# Source data

______________________________

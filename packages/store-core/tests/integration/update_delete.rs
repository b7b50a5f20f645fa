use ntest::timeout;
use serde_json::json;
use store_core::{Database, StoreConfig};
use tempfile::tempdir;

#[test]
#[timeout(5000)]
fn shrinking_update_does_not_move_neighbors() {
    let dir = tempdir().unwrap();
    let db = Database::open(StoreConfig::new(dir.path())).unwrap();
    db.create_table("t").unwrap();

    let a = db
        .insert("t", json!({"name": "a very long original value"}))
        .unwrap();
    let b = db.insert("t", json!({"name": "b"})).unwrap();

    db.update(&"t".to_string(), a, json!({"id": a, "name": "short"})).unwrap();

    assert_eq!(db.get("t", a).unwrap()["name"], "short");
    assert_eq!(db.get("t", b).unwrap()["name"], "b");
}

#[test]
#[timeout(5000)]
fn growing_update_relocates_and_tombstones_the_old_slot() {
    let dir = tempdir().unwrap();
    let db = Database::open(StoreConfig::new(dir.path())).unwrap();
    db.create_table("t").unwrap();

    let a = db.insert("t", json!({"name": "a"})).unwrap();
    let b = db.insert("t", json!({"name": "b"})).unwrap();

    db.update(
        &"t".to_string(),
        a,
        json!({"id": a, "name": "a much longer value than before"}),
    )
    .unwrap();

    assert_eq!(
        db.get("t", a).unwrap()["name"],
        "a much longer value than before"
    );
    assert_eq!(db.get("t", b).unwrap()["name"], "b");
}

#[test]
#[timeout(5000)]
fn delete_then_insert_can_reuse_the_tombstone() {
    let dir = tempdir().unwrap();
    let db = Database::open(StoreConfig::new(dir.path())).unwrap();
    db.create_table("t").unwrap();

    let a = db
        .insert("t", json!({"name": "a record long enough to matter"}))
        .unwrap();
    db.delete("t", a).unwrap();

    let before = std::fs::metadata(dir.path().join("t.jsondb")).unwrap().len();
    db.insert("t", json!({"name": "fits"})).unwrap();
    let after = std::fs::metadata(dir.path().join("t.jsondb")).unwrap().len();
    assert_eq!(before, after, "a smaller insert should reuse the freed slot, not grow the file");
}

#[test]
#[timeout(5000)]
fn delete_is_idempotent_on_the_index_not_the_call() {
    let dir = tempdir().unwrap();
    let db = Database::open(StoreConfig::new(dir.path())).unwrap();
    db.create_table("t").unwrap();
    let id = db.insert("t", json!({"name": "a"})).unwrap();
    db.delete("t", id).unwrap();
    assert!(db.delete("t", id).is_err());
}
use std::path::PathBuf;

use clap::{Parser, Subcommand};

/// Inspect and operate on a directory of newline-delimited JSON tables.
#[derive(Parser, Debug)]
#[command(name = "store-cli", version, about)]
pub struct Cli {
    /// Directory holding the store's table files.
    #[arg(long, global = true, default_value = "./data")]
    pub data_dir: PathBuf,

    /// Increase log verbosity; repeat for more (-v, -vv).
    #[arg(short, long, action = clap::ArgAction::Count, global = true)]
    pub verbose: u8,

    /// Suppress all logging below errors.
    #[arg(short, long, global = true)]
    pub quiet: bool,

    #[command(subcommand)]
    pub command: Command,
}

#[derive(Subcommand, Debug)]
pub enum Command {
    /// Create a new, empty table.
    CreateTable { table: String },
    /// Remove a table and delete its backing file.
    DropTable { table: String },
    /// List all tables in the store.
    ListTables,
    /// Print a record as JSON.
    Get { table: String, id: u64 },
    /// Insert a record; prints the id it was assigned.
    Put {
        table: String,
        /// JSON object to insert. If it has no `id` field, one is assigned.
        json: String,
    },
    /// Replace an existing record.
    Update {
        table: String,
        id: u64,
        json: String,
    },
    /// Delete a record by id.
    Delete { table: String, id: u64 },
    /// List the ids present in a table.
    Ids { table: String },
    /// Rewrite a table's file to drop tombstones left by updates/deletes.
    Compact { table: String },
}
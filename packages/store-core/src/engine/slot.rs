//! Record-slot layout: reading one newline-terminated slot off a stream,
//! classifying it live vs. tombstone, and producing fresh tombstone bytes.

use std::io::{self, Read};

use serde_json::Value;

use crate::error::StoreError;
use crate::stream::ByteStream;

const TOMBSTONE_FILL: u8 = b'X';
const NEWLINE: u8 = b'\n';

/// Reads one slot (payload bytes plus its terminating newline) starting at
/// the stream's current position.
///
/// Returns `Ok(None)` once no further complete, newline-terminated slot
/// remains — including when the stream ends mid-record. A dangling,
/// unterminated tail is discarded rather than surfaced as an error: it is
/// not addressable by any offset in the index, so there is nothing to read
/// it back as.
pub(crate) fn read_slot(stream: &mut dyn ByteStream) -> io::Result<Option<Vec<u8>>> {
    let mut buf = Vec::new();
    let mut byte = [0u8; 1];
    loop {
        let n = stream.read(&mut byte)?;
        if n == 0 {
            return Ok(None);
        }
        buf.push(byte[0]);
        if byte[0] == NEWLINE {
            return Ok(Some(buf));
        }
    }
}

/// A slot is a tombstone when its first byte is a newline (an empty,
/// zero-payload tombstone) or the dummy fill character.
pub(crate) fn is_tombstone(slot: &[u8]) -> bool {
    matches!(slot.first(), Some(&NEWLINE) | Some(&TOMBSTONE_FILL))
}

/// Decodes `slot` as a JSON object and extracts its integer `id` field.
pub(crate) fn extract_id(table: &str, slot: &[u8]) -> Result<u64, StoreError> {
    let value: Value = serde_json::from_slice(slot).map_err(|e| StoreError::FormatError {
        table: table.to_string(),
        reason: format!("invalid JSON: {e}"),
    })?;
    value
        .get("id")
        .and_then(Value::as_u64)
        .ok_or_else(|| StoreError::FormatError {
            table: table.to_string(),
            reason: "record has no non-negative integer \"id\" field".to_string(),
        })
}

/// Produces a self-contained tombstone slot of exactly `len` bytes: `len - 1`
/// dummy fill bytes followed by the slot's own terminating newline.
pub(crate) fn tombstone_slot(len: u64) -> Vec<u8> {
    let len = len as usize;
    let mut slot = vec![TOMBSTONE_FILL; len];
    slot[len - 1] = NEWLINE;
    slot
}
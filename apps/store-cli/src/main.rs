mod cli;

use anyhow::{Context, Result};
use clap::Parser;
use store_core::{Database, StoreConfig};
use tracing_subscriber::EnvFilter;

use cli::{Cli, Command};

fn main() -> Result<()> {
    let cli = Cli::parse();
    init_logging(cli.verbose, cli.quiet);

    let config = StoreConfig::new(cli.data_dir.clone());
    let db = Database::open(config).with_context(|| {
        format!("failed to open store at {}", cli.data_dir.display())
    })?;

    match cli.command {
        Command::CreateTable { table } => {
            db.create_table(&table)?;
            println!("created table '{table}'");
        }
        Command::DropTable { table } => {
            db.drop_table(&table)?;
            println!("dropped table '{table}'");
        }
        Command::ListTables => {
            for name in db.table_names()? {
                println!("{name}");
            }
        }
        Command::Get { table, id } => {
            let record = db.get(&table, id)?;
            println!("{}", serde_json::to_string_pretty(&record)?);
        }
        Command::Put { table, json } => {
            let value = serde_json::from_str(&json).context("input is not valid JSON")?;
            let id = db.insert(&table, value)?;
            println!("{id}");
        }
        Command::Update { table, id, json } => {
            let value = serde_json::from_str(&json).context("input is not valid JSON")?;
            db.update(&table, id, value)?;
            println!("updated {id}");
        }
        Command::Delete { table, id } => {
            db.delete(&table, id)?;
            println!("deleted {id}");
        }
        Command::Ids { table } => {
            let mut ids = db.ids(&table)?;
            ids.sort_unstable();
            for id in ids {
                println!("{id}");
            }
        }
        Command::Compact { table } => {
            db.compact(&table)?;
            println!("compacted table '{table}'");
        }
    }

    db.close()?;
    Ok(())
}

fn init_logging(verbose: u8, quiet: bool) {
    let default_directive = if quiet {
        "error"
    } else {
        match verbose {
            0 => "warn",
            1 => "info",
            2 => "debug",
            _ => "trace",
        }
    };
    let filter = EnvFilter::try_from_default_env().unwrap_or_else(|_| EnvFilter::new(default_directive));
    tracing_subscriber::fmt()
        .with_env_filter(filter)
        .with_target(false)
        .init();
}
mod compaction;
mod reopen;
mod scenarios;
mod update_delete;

______________________________

# Work required
Print exactly the lines above, between the one holding "an existing record." and the one holding "const NEWLINE: u8 = b'\n';", inclusive, and nothing besides.

# Response
    /// Replace an existing record.
    Update {
        table: String,
        id: u64,
        json: String,
    },
    /// Delete a record by id.
    Delete { table: String, id: u64 },
    /// List the ids present in a table.
    Ids { table: String },
    /// Rewrite a table's file to drop tombstones left by updates/deletes.
    Compact { table: String },
}
filename packages/store-core/src/engine/slot.rs
//! Record-slot layout: reading one newline-terminated slot off a stream,
//! classifying it live vs. tombstone, and producing fresh tombstone bytes.

use std::io::{self, Read};

use serde_json::Value;

use crate::error::StoreError;
use crate::stream::ByteStream;

const TOMBSTONE_FILL: u8 = b'X';
const NEWLINE: u8 = b'\n';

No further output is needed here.